La nouveauté divise le milieu et ne convainc pas tous les pilotes, à commencer par Valentino Rossi, déjà dominateur du championnat du monde 2001 (11 victoires) avec la Honda 500 NSR 2 temps, qui fait pourtant un bis en 2002 avec la nouvelle Honda RC211V 5 cylindres 4 temps de la Maison de l’Aile d’Or. « RC » représente le préfixe sportif de Honda-Casa, « 211 » représente la première moto mondiale du 21ème siècle, « V » représente le moteur en V. Le son du nouveau 990 cc 4 temps oblige l’as de Tavullia à utiliser des bouchons d’oreilles pour la première fois : les nouveaux bolides comparés aux sifflants 2 temps « demi-litre » non seulement rugissent à faire tourner les oreilles des coureurs en vrille, exaltant les aficionados du chant « à l’ancienne » mais ils en ont plus puissance, plus d’accélération, plus de vitesse en coup droit. Lors du premier test à Barcelone, Rossi brûle tout le monde de huit dixièmes de seconde sur sa pole de l’année précédente, coupant en ligne droite 10 km/h à ses plus proches adversaires.
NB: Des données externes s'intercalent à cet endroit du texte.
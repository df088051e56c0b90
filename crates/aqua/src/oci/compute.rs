//! 🖥️ Compute client: only the capacity-reservation corner of it.

use reqwest::Method;
use serde_json::Value;

use super::transport::{OciTransport, endpoint_url};
use crate::error::AquaResult;

#[derive(Debug, Clone)]
pub struct ComputeClient {
    transport: OciTransport,
    base: String,
}

impl ComputeClient {
    pub const ENDPOINT_TEMPLATE: &'static str = "https://iaas.{region}.oraclecloud.com/20160918";

    pub fn new(transport: OciTransport, base: impl Into<String>) -> Self {
        Self {
            transport,
            base: base.into(),
        }
    }

    pub async fn list_compute_capacity_reservations(&self, compartment_id: &str) -> AquaResult<Vec<Value>> {
        let url = endpoint_url(&self.base, &["computeCapacityReservations"])?;
        self.transport
            .list_all(|page| {
                let mut the_query = vec![("compartmentId", compartment_id)];
                if let Some(p) = page {
                    the_query.push(("page", p));
                }
                self.transport.request(Method::GET, url.clone()).query(&the_query)
            })
            .await
    }
}
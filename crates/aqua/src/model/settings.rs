//! 🗄️ Backup & retention settings: small value objects with strong opinions about enums.
//!
//! Locally they speak snake_case (`to_dict`, `to_json`, `to_yaml`); the service
//! speaks camelCase. Deserialization accepts both, `to_remote` emits camelCase.

use std::fmt;

use serde::{Deserialize, Serialize};
use serde_json::{Value, json};

use crate::error::{AquaError, AquaResult};

/// 📣 Who gets an email when the robots archive your model.
#[derive(Debug, Clone, Copy, Default, PartialEq, Eq, Serialize, Deserialize)]
#[serde(rename_all = "SCREAMING_SNAKE_CASE")]
pub enum CustomerNotificationType {
    #[default]
    None,
    All,
    OnFailure,
    OnSuccess,
}

impl CustomerNotificationType {
    pub fn as_str(&self) -> &'static str {
        match self {
            CustomerNotificationType::None => "NONE",
            CustomerNotificationType::All => "ALL",
            CustomerNotificationType::OnFailure => "ON_FAILURE",
            CustomerNotificationType::OnSuccess => "ON_SUCCESS",
        }
    }
}

impl fmt::Display for CustomerNotificationType {
    fn fmt(&self, f: &mut fmt::Formatter<'_>) -> fmt::Result {
        f.write_str(self.as_str())
    }
}

/// ⏳ Status of a backup/archive/delete operation.
#[derive(Debug, Clone, Copy, PartialEq, Eq, Serialize, Deserialize)]
#[serde(rename_all = "SCREAMING_SNAKE_CASE")]
pub enum SettingStatus {
    Pending,
    Succeeded,
    Failed,
}

impl SettingStatus {
    pub fn as_str(&self) -> &'static str {
        match self {
            SettingStatus::Pending => "PENDING",
            SettingStatus::Succeeded => "SUCCEEDED",
            SettingStatus::Failed => "FAILED",
        }
    }
}

impl fmt::Display for SettingStatus {
    fn fmt(&self, f: &mut fmt::Formatter<'_>) -> fmt::Result {
        f.write_str(self.as_str())
    }
}

fn validate_timestamp(field: &str, value: &Option<String>) -> AquaResult<()> {
    match value {
        Some(ts) if chrono::DateTime::parse_from_rfc3339(ts).is_err() => Err(AquaError::Validation(
            format!("`{field}` must be an RFC 3339 timestamp, got `{ts}`"),
        )),
        _ => Ok(()),
    }
}

/// 💾 Cross-region backup switch.
#[derive(Debug, Clone, Default, PartialEq, Serialize, Deserialize)]
pub struct ModelBackupSetting {
    #[serde(default, alias = "isBackupEnabled")]
    pub is_backup_enabled: bool,
    #[serde(default, alias = "backupRegion")]
    pub backup_region: Option<String>,
    #[serde(default, alias = "customerNotificationType")]
    pub customer_notification_type: CustomerNotificationType,
}

impl ModelBackupSetting {
    pub fn to_dict(&self) -> Value {
        json!({
            "is_backup_enabled": self.is_backup_enabled,
            "backup_region": self.backup_region,
            "customer_notification_type": self.customer_notification_type,
        })
    }

    pub fn from_dict(data: &Value) -> AquaResult<Self> {
        Ok(serde_json::from_value(data.clone())?)
    }

    pub fn to_json(&self) -> AquaResult<String> {
        Ok(serde_json::to_string(&self.to_dict())?)
    }

    pub fn from_json(json_str: &str) -> AquaResult<Self> {
        Ok(serde_json::from_str(json_str)?)
    }

    pub fn to_yaml(&self) -> AquaResult<String> {
        Ok(serde_yaml::to_string(&self.to_dict())?)
    }

    pub fn to_remote(&self) -> Value {
        json!({
            "isBackupEnabled": self.is_backup_enabled,
            "backupRegion": self.backup_region,
            "customerNotificationType": self.customer_notification_type,
        })
    }

    pub fn validate(&self) -> AquaResult<()> {
        if matches!(self.backup_region.as_deref(), Some(r) if r.trim().is_empty()) {
            return Err(AquaError::Validation(
                "`backup_region` must not be blank".to_string(),
            ));
        }
        if self.is_backup_enabled && self.backup_region.is_none() {
            return Err(AquaError::Validation(
                "`backup_region` is required when backups are enabled".to_string(),
            ));
        }
        Ok(())
    }
}

/// 🗓️ When to archive, when to delete.
#[derive(Debug, Clone, Default, PartialEq, Serialize, Deserialize)]
pub struct ModelRetentionSetting {
    #[serde(default, alias = "archiveAfterDays")]
    pub archive_after_days: Option<i64>,
    #[serde(default, alias = "deleteAfterDays")]
    pub delete_after_days: Option<i64>,
    #[serde(default, alias = "customerNotificationType")]
    pub customer_notification_type: CustomerNotificationType,
}

impl ModelRetentionSetting {
    pub fn to_dict(&self) -> Value {
        json!({
            "archive_after_days": self.archive_after_days,
            "delete_after_days": self.delete_after_days,
            "customer_notification_type": self.customer_notification_type,
        })
    }

    pub fn from_dict(data: &Value) -> AquaResult<Self> {
        Ok(serde_json::from_value(data.clone())?)
    }

    pub fn to_json(&self) -> AquaResult<String> {
        Ok(serde_json::to_string(&self.to_dict())?)
    }

    pub fn from_json(json_str: &str) -> AquaResult<Self> {
        Ok(serde_json::from_str(json_str)?)
    }

    pub fn to_yaml(&self) -> AquaResult<String> {
        Ok(serde_yaml::to_string(&self.to_dict())?)
    }

    pub fn to_remote(&self) -> Value {
        json!({
            "archiveAfterDays": self.archive_after_days,
            "deleteAfterDays": self.delete_after_days,
            "customerNotificationType": self.customer_notification_type,
        })
    }

    pub fn validate(&self) -> AquaResult<()> {
        for (field, days) in [
            ("archive_after_days", self.archive_after_days),
            ("delete_after_days", self.delete_after_days),
        ] {
            if matches!(days, Some(d) if d < 0) {
                return Err(AquaError::Validation(format!(
                    "`{field}` must be a non-negative number of days"
                )));
            }
        }
        Ok(())
    }
}

/// 📜 What the service says happened to archive/delete. Read-only in practice.
#[derive(Debug, Clone, Default, PartialEq, Serialize, Deserialize)]
pub struct ModelRetentionOperationDetails {
    #[serde(default, alias = "archiveState")]
    pub archive_state: Option<SettingStatus>,
    #[serde(default, alias = "archiveStateDetails")]
    pub archive_state_details: Option<String>,
    #[serde(default, alias = "deleteState")]
    pub delete_state: Option<SettingStatus>,
    #[serde(default, alias = "deleteStateDetails")]
    pub delete_state_details: Option<String>,
    #[serde(default, alias = "timeArchivalScheduled")]
    pub time_archival_scheduled: Option<String>,
    #[serde(default, alias = "timeDeletionScheduled")]
    pub time_deletion_scheduled: Option<String>,
}

impl ModelRetentionOperationDetails {
    pub fn to_dict(&self) -> Value {
        json!({
            "archive_state": self.archive_state,
            "archive_state_details": self.archive_state_details,
            "delete_state": self.delete_state,
            "delete_state_details": self.delete_state_details,
            "time_archival_scheduled": self.time_archival_scheduled,
            "time_deletion_scheduled": self.time_deletion_scheduled,
        })
    }

    pub fn from_dict(data: &Value) -> AquaResult<Self> {
        Ok(serde_json::from_value(data.clone())?)
    }

    pub fn to_json(&self) -> AquaResult<String> {
        Ok(serde_json::to_string(&self.to_dict())?)
    }

    pub fn from_json(json_str: &str) -> AquaResult<Self> {
        Ok(serde_json::from_str(json_str)?)
    }

    pub fn to_yaml(&self) -> AquaResult<String> {
        Ok(serde_yaml::to_string(&self.to_dict())?)
    }

    pub fn validate(&self) -> AquaResult<()> {
        validate_timestamp("time_archival_scheduled", &self.time_archival_scheduled)?;
        validate_timestamp("time_deletion_scheduled", &self.time_deletion_scheduled)
    }
}

/// 📜 Last backup outcome.
#[derive(Debug, Clone, Default, PartialEq, Serialize, Deserialize)]
pub struct ModelBackupOperationDetails {
    #[serde(default, alias = "backupState")]
    pub backup_state: Option<SettingStatus>,
    #[serde(default, alias = "backupStateDetails")]
    pub backup_state_details: Option<String>,
    #[serde(default, alias = "timeLastBackup")]
    pub time_last_backup: Option<String>,
}

impl ModelBackupOperationDetails {
    pub fn to_dict(&self) -> Value {
        json!({
            "backup_state": self.backup_state,
            "backup_state_details": self.backup_state_details,
            "time_last_backup": self.time_last_backup,
        })
    }

    pub fn from_dict(data: &Value) -> AquaResult<Self> {
        Ok(serde_json::from_value(data.clone())?)
    }

    pub fn to_json(&self) -> AquaResult<String> {
        Ok(serde_json::to_string(&self.to_dict())?)
    }

    pub fn from_json(json_str: &str) -> AquaResult<Self> {
        Ok(serde_json::from_str(json_str)?)
    }

    pub fn to_yaml(&self) -> AquaResult<String> {
        Ok(serde_yaml::to_string(&self.to_dict())?)
    }

    pub fn validate(&self) -> AquaResult<()> {
        validate_timestamp("time_last_backup", &self.time_last_backup)
    }
}
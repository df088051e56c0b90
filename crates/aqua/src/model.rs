//! 📦 Models: the local record, its remote twin, and the catalog that keeps them in step.

pub mod by_reference;
pub mod catalog;
pub mod datascience_model;
pub mod metadata;
pub mod metadata_artifact;
pub mod oci_model;
pub mod settings;

pub use by_reference::{ArtifactReference, ModelFileDescription};
pub use catalog::{CreateOptions, DownloadOptions, ModelCatalog};
pub use datascience_model::{ArtifactLocation, DataScienceModel};
pub use metadata::{MetadataItem, MetadataList, ModelProvenanceMetadata};
pub use metadata_artifact::{MetadataArtifactDetails, MetadataArtifactKind, MetadataArtifactSource};
//! 🔎 Resource Search client: structured queries across compartments.

use reqwest::Method;
use serde::Deserialize;

use super::transport::{OciTransport, endpoint_url};
use crate::error::AquaResult;

/// 🔎 One hit from a structured search. Only the fields anyone reads.
#[derive(Debug, Clone, Deserialize, PartialEq)]
#[serde(rename_all = "camelCase")]
pub struct ResourceSummary {
    pub identifier: String,
    #[serde(default)]
    pub resource_type: Option<String>,
    #[serde(default)]
    pub display_name: Option<String>,
    #[serde(default)]
    pub lifecycle_state: Option<String>,
}

#[derive(Debug, Clone)]
pub struct SearchClient {
    transport: OciTransport,
    base: String,
}

impl SearchClient {
    pub const ENDPOINT_TEMPLATE: &'static str = "https://query.{region}.oci.oraclecloud.com/20180409";

    pub fn new(transport: OciTransport, base: impl Into<String>) -> Self {
        Self {
            transport,
            base: base.into(),
        }
    }

    pub async fn search_structured(&self, query: &str) -> AquaResult<Vec<ResourceSummary>> {
        let url = endpoint_url(&self.base, &["resources"])?;
        let body = serde_json::json!({ "type": "Structured", "query": query });
        self.transport
            .list_all(|page| {
                let mut the_query = vec![("limit", "500")];
                if let Some(p) = page {
                    the_query.push(("page", p));
                }
                self.transport
                    .request(Method::POST, url.clone())
                    .query(&the_query)
                    .json(&body)
            })
            .await
    }
}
Valentino remportera alors sept GP consécutifs et avouera : « J’étais convaincu que la 500 était plus rapide, je me trompais de manière flagrante ». C’était le début d’une nouvelle ère.

le motogp et les chiffres

La nouvelle Honda RC211V 5 est une voiture de course de 200 ch, pesant 145 kg et une vitesse de pointe de plus de 330 km/h. La dernière version du 4 cylindres 2 temps NSR 500 atteint 180 ch avec un poids de 135 kg et une vitesse maximale de 320 km/h. Le « Docteur » démontrera, comme les autres pilotes, qu’il affectionne de plus en plus les Grands Prix 4 temps en remportant 76 GP avec les motos équipées des nouveaux moteurs (plus d’une course sur quatre disputées) devant Marc Marquez (59 triomphes sur 142 GP) mais avec un ratio record d’une victoire pour deux courses, avec Jorge Lorenzo à la troisième place avec 47 GP remportés. Avec les motos de l’ère MotoGP, Honda est en tête du classement avec plus de titres et plus de courses gagnées (155) : en 20 ans elle a remporté en moyenne près de 8 courses par saison, restant bouche bée seulement en 2020 , avec Marquez absent depuis la deuxième course. Yamaha suit avec 122 triomphes et, plus loin, Ducati avec 58 victoires. Sur 20 titres pilotes, 17 sont allés au poker des as Rossi, Marquez, Lorenzo, Stoner. A ceux-ci s’ajoutent trois autres, champions du monde au moins une fois : Hayden, Mir, Quartararo. Depuis 2002, trente ont été vainqueurs d’au moins une manche du championnat du monde. Le record absolu de victoires saisonnières appartient à Marc Marquez qui en 2014, lors de sa deuxième saison en MotoGP, a remporté 13 courses dont 10 consécutives. Le deuxième est Rossi, avec 11 victoires, le troisième est Stoner avec 10 victoires.

duels motogp

Les championnats les plus disputés ont été celui de 2013, si l’on considère l’écart final entre les deux premiers classés (Marquez devant Lorenzo de seulement 4 points : 334 contre 330), et celui de 2016 si l’on considère le nombre de coureurs en mesure gagner au moins une course (Lorenzo, Marquez, Rossi, Miller, Iannone, Crutchlow, Vinales, Pedrosa, Dovizioso). Au contraire, 2012 a été l’année avec le moins de vainqueurs : seuls Lorenzo, Stoner, Pedrosa sur la plus haute marche du podium. Il est évident de dire que, surtout dans la catégorie la plus élevée, le Championnat du Monde, de ses origines à aujourd’hui, a totalement changé à tous égards.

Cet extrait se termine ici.